A-MYB and BRDT-dependent RNA Polymerase II pause release orchestrates transcriptional regulation in mammalian meiosis.

机构信息

Baker Institute for Animal Health, College of Veterinary Medicine, Cornell University, Ithaca, NY, 14853, USA.

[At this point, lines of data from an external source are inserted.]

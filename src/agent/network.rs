use std::path::Path;

use ndarray::{Array, Array1, Array2, ArrayView2, Axis, Dimension, Zip};
use rand::Rng;
use serde::{Deserialize, Serialize};

use crate::{
    error::{AgentError, RebalancerResult, SystemError},
    io,
};

// ================================================================================================
// Configuration
// ================================================================================================

pub const DEFAULT_HIDDEN_LAYERS: usize = 1;
pub const DEFAULT_HIDDEN_DIM: usize = 32;
pub const DEFAULT_LEARNING_RATE: f64 = 1e-3;

#[derive(Debug, Clone, Copy, PartialEq, Serialize, Deserialize)]
#[serde(default)]
pub struct NetworkConfig {
    pub hidden_layers: usize,
    pub hidden_dim: usize,
    pub learning_rate: f64,
}

impl Default for NetworkConfig {
    fn default() -> Self {
        Self {
            hidden_layers: DEFAULT_HIDDEN_LAYERS,
            hidden_dim: DEFAULT_HIDDEN_DIM,
            learning_rate: DEFAULT_LEARNING_RATE,
        }
    }
}

impl NetworkConfig {
    pub fn with_hidden_layers(self, hidden_layers: usize) -> Self {
        Self {
            hidden_layers,
            ..self
        }
    }

    pub fn with_hidden_dim(self, hidden_dim: usize) -> Self {
        Self { hidden_dim, ..self }
    }

    pub fn with_learning_rate(self, learning_rate: f64) -> Self {
        Self {
            learning_rate,
            ..self
        }
    }

    pub fn validate(&self) -> RebalancerResult<()> {
        if self.hidden_dim == 0 {
            return Err(AgentError::InvalidConfig("hidden_dim must be positive".to_string()).into());
        }
        if !(self.learning_rate.is_finite() && self.learning_rate > 0.0) {
            return Err(AgentError::InvalidConfig(format!(
                "learning_rate must be positive, got {}",
                self.learning_rate
            ))
            .into());
        }
        Ok(())
    }
}

// ================================================================================================
// Multi-Layer Perceptron
// ================================================================================================

/// Fully connected layer `x·W + b`, with `W` shaped `(inputs, outputs)`.
#[derive(Debug, Clone, PartialEq, Serialize, Deserialize)]
struct Dense {
    weights: Array2<f64>,
    bias: Array1<f64>,
}

impl Dense {
    fn new<R: Rng>(inputs: usize, outputs: usize, rng: &mut R) -> Self {
        let bound = 1.0 / (inputs as f64).sqrt();
        Self {
            weights: Array2::from_shape_fn((inputs, outputs), |_| rng.random_range(-bound..bound)),
            bias: Array1::from_shape_fn(outputs, |_| rng.random_range(-bound..bound)),
        }
    }

    fn forward(&self, x: ArrayView2<'_, f64>) -> Array2<f64> {
        x.dot(&self.weights) + &self.bias
    }
}

/// Feed-forward network with ReLU hidden layers and a linear output layer.
///
/// Only the parameters are serializable; see [`QNetwork`] for the trainable wrapper.
#[derive(Debug, Clone, PartialEq, Serialize, Deserialize)]
pub struct Mlp {
    layers: Vec<Dense>,
}

impl Mlp {
    pub fn new<R: Rng>(
        input_dim: usize,
        output_dim: usize,
        cfg: &NetworkConfig,
        rng: &mut R,
    ) -> RebalancerResult<Self> {
        cfg.validate()?;
        if input_dim == 0 || output_dim == 0 {
            return Err(AgentError::InvalidConfig(format!(
                "network dimensions must be positive, got {input_dim} -> {output_dim}"
            ))
            .into());
        }

        let mut widths = Vec::with_capacity(cfg.hidden_layers + 2);
        widths.push(input_dim);
        widths.extend(std::iter::repeat_n(cfg.hidden_dim, cfg.hidden_layers));
        widths.push(output_dim);

        let layers = widths
            .windows(2)
            .map(|w| Dense::new(w[0], w[1], rng))
            .collect();

        Ok(Self { layers })
    }

    pub fn input_dim(&self) -> usize {
        self.layers.first().map_or(0, |l| l.weights.nrows())
    }

    pub fn output_dim(&self) -> usize {
        self.layers.last().map_or(0, |l| l.weights.ncols())
    }

    pub fn predict(&self, states: ArrayView2<'_, f64>) -> RebalancerResult<Array2<f64>> {
        self.check_input(states)?;
        let last = self.last_layer()?;
        let mut x = states.to_owned();
        for (i, layer) in self.layers.iter().enumerate() {
            x = layer.forward(x.view());
            if i < last {
                x.mapv_inplace(relu);
            }
        }
        Ok(x)
    }

    /// Forward pass that keeps every layer input, followed by backpropagation of the
    /// mean-squared error. Returns the loss and per-layer `(dW, db)`.
    fn loss_and_gradients(
        &self,
        states: ArrayView2<'_, f64>,
        targets: ArrayView2<'_, f64>,
    ) -> RebalancerResult<(f64, Vec<(Array2<f64>, Array1<f64>)>)> {
        let last = self.last_layer()?;

        // inputs[i] is what layer i sees
        let mut inputs: Vec<Array2<f64>> = Vec::with_capacity(self.layers.len());
        let mut x = states.to_owned();
        for (i, layer) in self.layers.iter().enumerate() {
            let z = layer.forward(x.view());
            inputs.push(x);
            x = if i < last { z.mapv(relu) } else { z };
        }

        let diff = &x - &targets;
        let loss = diff.mapv(|d| d * d).mean().unwrap_or(0.0);

        let mut grad = diff * (2.0 / x.len() as f64);
        let mut grads = Vec::with_capacity(self.layers.len());
        for (i, layer) in self.layers.iter().enumerate().rev() {
            let d_weights = inputs[i].t().dot(&grad);
            let d_bias = grad.sum_axis(Axis(0));
            if i > 0 {
                let mut upstream = grad.dot(&layer.weights.t());
                Zip::from(&mut upstream)
                    .and(&inputs[i])
                    .for_each(|g, &a| {
                        if a <= 0.0 {
                            *g = 0.0;
                        }
                    });
                grad = upstream;
            }
            grads.push((d_weights, d_bias));
        }
        grads.reverse();

        Ok((loss, grads))
    }

    fn last_layer(&self) -> RebalancerResult<usize> {
        self.layers.len().checked_sub(1).ok_or_else(|| {
            SystemError::InvariantViolation("network has no layers".to_string()).into()
        })
    }

    fn check_input(&self, states: ArrayView2<'_, f64>) -> RebalancerResult<()> {
        if states.ncols() != self.input_dim() {
            return Err(AgentError::ShapeMismatch {
                context: "network input",
                expected: self.input_dim(),
                actual: states.ncols(),
            }
            .into());
        }
        Ok(())
    }
}

fn relu(x: f64) -> f64 {
    x.max(0.0)
}

// ================================================================================================
// Adam
// ================================================================================================

pub const ADAM_BETA1: f64 = 0.9;
pub const ADAM_BETA2: f64 = 0.999;
pub const ADAM_EPSILON: f64 = 1e-8;

/// Adam optimizer state. First and second moments are kept per parameter tensor and are
/// never persisted.
#[derive(Debug, Clone)]
pub struct Adam {
    learning_rate: f64,
    beta1: f64,
    beta2: f64,
    epsilon: f64,
    t: i32,
    moments: Vec<Moments>,
}

#[derive(Debug, Clone)]
struct Moments {
    m_weights: Array2<f64>,
    v_weights: Array2<f64>,
    m_bias: Array1<f64>,
    v_bias: Array1<f64>,
}

impl Adam {
    pub fn new(model: &Mlp, learning_rate: f64) -> Self {
        let moments = model
            .layers
            .iter()
            .map(|l| Moments {
                m_weights: Array2::zeros(l.weights.raw_dim()),
                v_weights: Array2::zeros(l.weights.raw_dim()),
                m_bias: Array1::zeros(l.bias.raw_dim()),
                v_bias: Array1::zeros(l.bias.raw_dim()),
            })
            .collect();

        Self {
            learning_rate,
            beta1: ADAM_BETA1,
            beta2: ADAM_BETA2,
            epsilon: ADAM_EPSILON,
            t: 0,
            moments,
        }
    }

    pub fn learning_rate(&self) -> f64 {
        self.learning_rate
    }

    fn step(&mut self, model: &mut Mlp, grads: &[(Array2<f64>, Array1<f64>)]) {
        self.t = self.t.saturating_add(1);
        let step = AdamStep {
            lr: self.learning_rate,
            beta1: self.beta1,
            beta2: self.beta2,
            epsilon: self.epsilon,
            bias_correction1: 1.0 - self.beta1.powi(self.t),
            bias_correction2: 1.0 - self.beta2.powi(self.t),
        };

        for ((layer, moments), (d_weights, d_bias)) in
            model.layers.iter_mut().zip(&mut self.moments).zip(grads)
        {
            step.apply(
                &mut layer.weights,
                d_weights,
                &mut moments.m_weights,
                &mut moments.v_weights,
            );
            step.apply(&mut layer.bias, d_bias, &mut moments.m_bias, &mut moments.v_bias);
        }
    }
}

struct AdamStep {
    lr: f64,
    beta1: f64,
    beta2: f64,
    epsilon: f64,
    bias_correction1: f64,
    bias_correction2: f64,
}

impl AdamStep {
    fn apply<D: Dimension>(
        &self,
        param: &mut Array<f64, D>,
        grad: &Array<f64, D>,
        m: &mut Array<f64, D>,
        v: &mut Array<f64, D>,
    ) {
        Zip::from(param)
            .and(grad)
            .and(m)
            .and(v)
            .for_each(|p, &g, m, v| {
                *m = self.beta1 * *m + (1.0 - self.beta1) * g;
                *v = self.beta2 * *v + (1.0 - self.beta2) * g * g;
                let m_hat = *m / self.bias_correction1;
                let v_hat = *v / self.bias_correction2;
                *p -= self.lr * m_hat / (v_hat.sqrt() + self.epsilon);
            });
    }
}

// ================================================================================================
// Q-Network
// ================================================================================================

/// Trainable Q-value approximator: an [`Mlp`] plus its [`Adam`] state.
#[derive(Debug, Clone)]
pub struct QNetwork {
    model: Mlp,
    optimizer: Adam,
}

impl QNetwork {
    pub fn new<R: Rng>(
        input_dim: usize,
        output_dim: usize,
        cfg: &NetworkConfig,
        rng: &mut R,
    ) -> RebalancerResult<Self> {
        let model = Mlp::new(input_dim, output_dim, cfg, rng)?;
        let optimizer = Adam::new(&model, cfg.learning_rate);
        Ok(Self { model, optimizer })
    }

    pub fn model(&self) -> &Mlp {
        &self.model
    }

    pub fn input_dim(&self) -> usize {
        self.model.input_dim()
    }

    pub fn output_dim(&self) -> usize {
        self.model.output_dim()
    }

    /// Q-values for a batch of states, shaped `(batch, actions)`.
    pub fn predict(&self, states: ArrayView2<'_, f64>) -> RebalancerResult<Array2<f64>> {
        self.model.predict(states)
    }

    /// One optimizer step on the mean-squared error between `predict(states)` and `targets`,
    /// averaged over every element. Returns the loss before the update.
    pub fn train_step(
        &mut self,
        states: ArrayView2<'_, f64>,
        targets: ArrayView2<'_, f64>,
    ) -> RebalancerResult<f64> {
        self.model.check_input(states)?;
        if states.nrows() == 0 {
            return Err(AgentError::InvalidInput("Cannot train on an empty batch".to_string()).into());
        }
        if targets.dim() != (states.nrows(), self.output_dim()) {
            return Err(AgentError::ShapeMismatch {
                context: "network targets",
                expected: states.nrows() * self.output_dim(),
                actual: targets.len(),
            }
            .into());
        }

        let (loss, grads) = self.model.loss_and_gradients(states, targets)?;
        self.optimizer.step(&mut self.model, &grads);
        Ok(loss)
    }

    /// Persist the parameters. Optimizer moments are not saved.
    pub fn save(&self, path: &Path) -> RebalancerResult<()> {
        io::save(path, &self.model)
    }

    /// Replace the parameters with the ones stored at `path` and restart the optimizer.
    ///
    /// The stored network must have the same input and output dimensions as this one.
    pub fn load(&mut self, path: &Path) -> RebalancerResult<()> {
        let model: Mlp = io::load(path)?;
        if model.input_dim() != self.input_dim() {
            return Err(AgentError::ShapeMismatch {
                context: "loaded network input",
                expected: self.input_dim(),
                actual: model.input_dim(),
            }
            .into());
        }
        if model.output_dim() != self.output_dim() {
            return Err(AgentError::ShapeMismatch {
                context: "loaded network output",
                expected: self.output_dim(),
                actual: model.output_dim(),
            }
            .into());
        }

        self.optimizer = Adam::new(&model, self.optimizer.learning_rate());
        self.model = model;
        Ok(())
    }
}
use std::path::PathBuf;

use indicatif::style::TemplateError;
use thiserror::Error;

pub type RebalancerResult<T> = Result<T, RebalancerError>;

#[derive(Debug, Error)]
pub enum RebalancerError {
    #[error(transparent)]
    Agent(#[from] AgentError),

    #[error(transparent)]
    Data(#[from] DataError),

    #[error(transparent)]
    Env(#[from] EnvError),

    #[error(transparent)]
    Io(#[from] IoError),

    #[error(transparent)]
    System(#[from] SystemError),
}

/// Errors occurring within agent logic, the Q-network or the replay memory.
#[derive(Debug, Error)]
pub enum AgentError {
    #[error("Invalid input to agent: {0}")]
    InvalidInput(String),

    #[error("Shape mismatch in {context}: expected {expected}, got {actual}")]
    ShapeMismatch {
        context: &'static str,
        expected: usize,
        actual: usize,
    },

    #[error("Replay memory is empty, nothing to sample")]
    EmptyReplayMemory,

    #[error("Invalid agent configuration: {0}")]
    InvalidConfig(String),
}

/// Errors related to loading and validating the valuation table.
#[derive(Debug, Error)]
pub enum DataError {
    #[error("Data frame error: {0}")]
    DataFrame(String),

    #[error("Valuation table too small: {rows} rows x {cols} columns (need at least 2 x 2)")]
    TooSmall { rows: usize, cols: usize },

    #[error("Invalid valuation at row {row}, column {col}: {value}")]
    InvalidValuation { row: usize, col: usize, value: f64 },

    #[error("Missing valuation at row {row}, column '{column}'")]
    MissingValuation { row: usize, column: String },

    #[error("Invalid train fraction {0}: must lie strictly between 0 and 1")]
    InvalidSplit(f64),
}

/// Errors related to the Gym environment configuration and execution loop.
#[derive(Debug, Error)]
pub enum EnvError {
    #[error("Invalid environment state: {0}")]
    InvalidState(String),

    #[error("Invalid action index {action}: action space has {size} actions")]
    InvalidAction { action: usize, size: usize },

    #[error("Invalid environment configuration: {0}")]
    InvalidConfig(String),

    #[error("Progress bar error")]
    ProgressBar(#[from] TemplateError),
}

/// Errors related to file I/O and serialization of artifacts and reports.
#[derive(Debug, Error)]
pub enum IoError {
    #[error("IO operation failed")]
    Io(#[from] std::io::Error),

    #[error("Serialization failed")]
    Json(#[from] serde_json::Error),

    #[error("Failed to encode or decode binary artifact")]
    Postcard(#[from] postcard::Error),

    #[error("File system error: {0}")]
    FileSystem(String),

    #[error("Missing artifact at {}: run in train mode first", .0.display())]
    MissingArtifact(PathBuf),

    #[error("Failed to write data: {0}")]
    WriteFailed(String),

    #[error("Failed to read data: {0}")]
    ReadFailed(String),

    #[error("Unsupported file format: {0}")]
    UnsupportedFormat(String),
}

/// Errors related to internal invariants.
#[derive(Debug, Error)]
pub enum SystemError {
    #[error("Invariant violation: {0}")]
    InvariantViolation(String),
}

Department of Biomedical Sciences, College of Veterinary Medicine, Cornell University, Ithaca, NY, 14853, USA.

出版信息

Nat Commun. 2023 Mar 29;14(1):1753. doi: 10.1038/s41467-023-37408-w.

Abstract

During meiotic prophase I, spermatocytes must balance transcriptional activation with homologous recombination and chromosome synapsis, biological processes requiring extensive changes to chromatin state. We explored the interplay between chromatin accessibility and transcription through prophase I of mammalian meiosis by measuring genome-wide patterns of chromatin accessibility, nascent transcription, and processed mRNA. We find that Pol II is loaded on chromatin and maintained in a paused state early during prophase I. In later stages, paused Pol II is released in a coordinated transcriptional burst mediated by the transcription factors A-MYB and BRDT, resulting in ~3-fold increase in transcription. Transcriptional activity is temporally and spatially segregated from key steps of meiotic recombination: double strand breaks show evidence of chromatin accessibility earlier during prophase I and at distinct loci from those undergoing transcriptional activation, despite shared chromatin marks. Our findings reveal mechanisms underlying chromatin specialization in either transcription or recombination in meiotic cells.

摘要

在减数分裂前期 I 中,精母细胞必须平衡转录激活与同源重组和染色体联会,这些生物学过程需要对染色质状态进行广泛的改变。我们通过测量染色质可及性、新生转录和加工 mRNA 的全基因组模式,探索了染色质可及性与转录之间在哺乳动物减数分裂前期 I 中的相互作用。我们发现,Pol II 在前期 I 的早期就被加载到染色质上,并保持暂停状态。在后期,转录因子 A-MYB 和 BRDT 介导的协调转录爆发将暂停的 Pol II 释放出来,导致转录增加约 3 倍。转录活性在时间和空间上与减数分裂重组的关键步骤分离:双链断裂在前期 I 早期显示出染色质可及性的证据,并且与那些发生转录激活的位点不同,尽管它们具有共同的染色质标记。我们的发现揭示了在减数分裂细胞中染色质在转录或重组方面专门化的机制。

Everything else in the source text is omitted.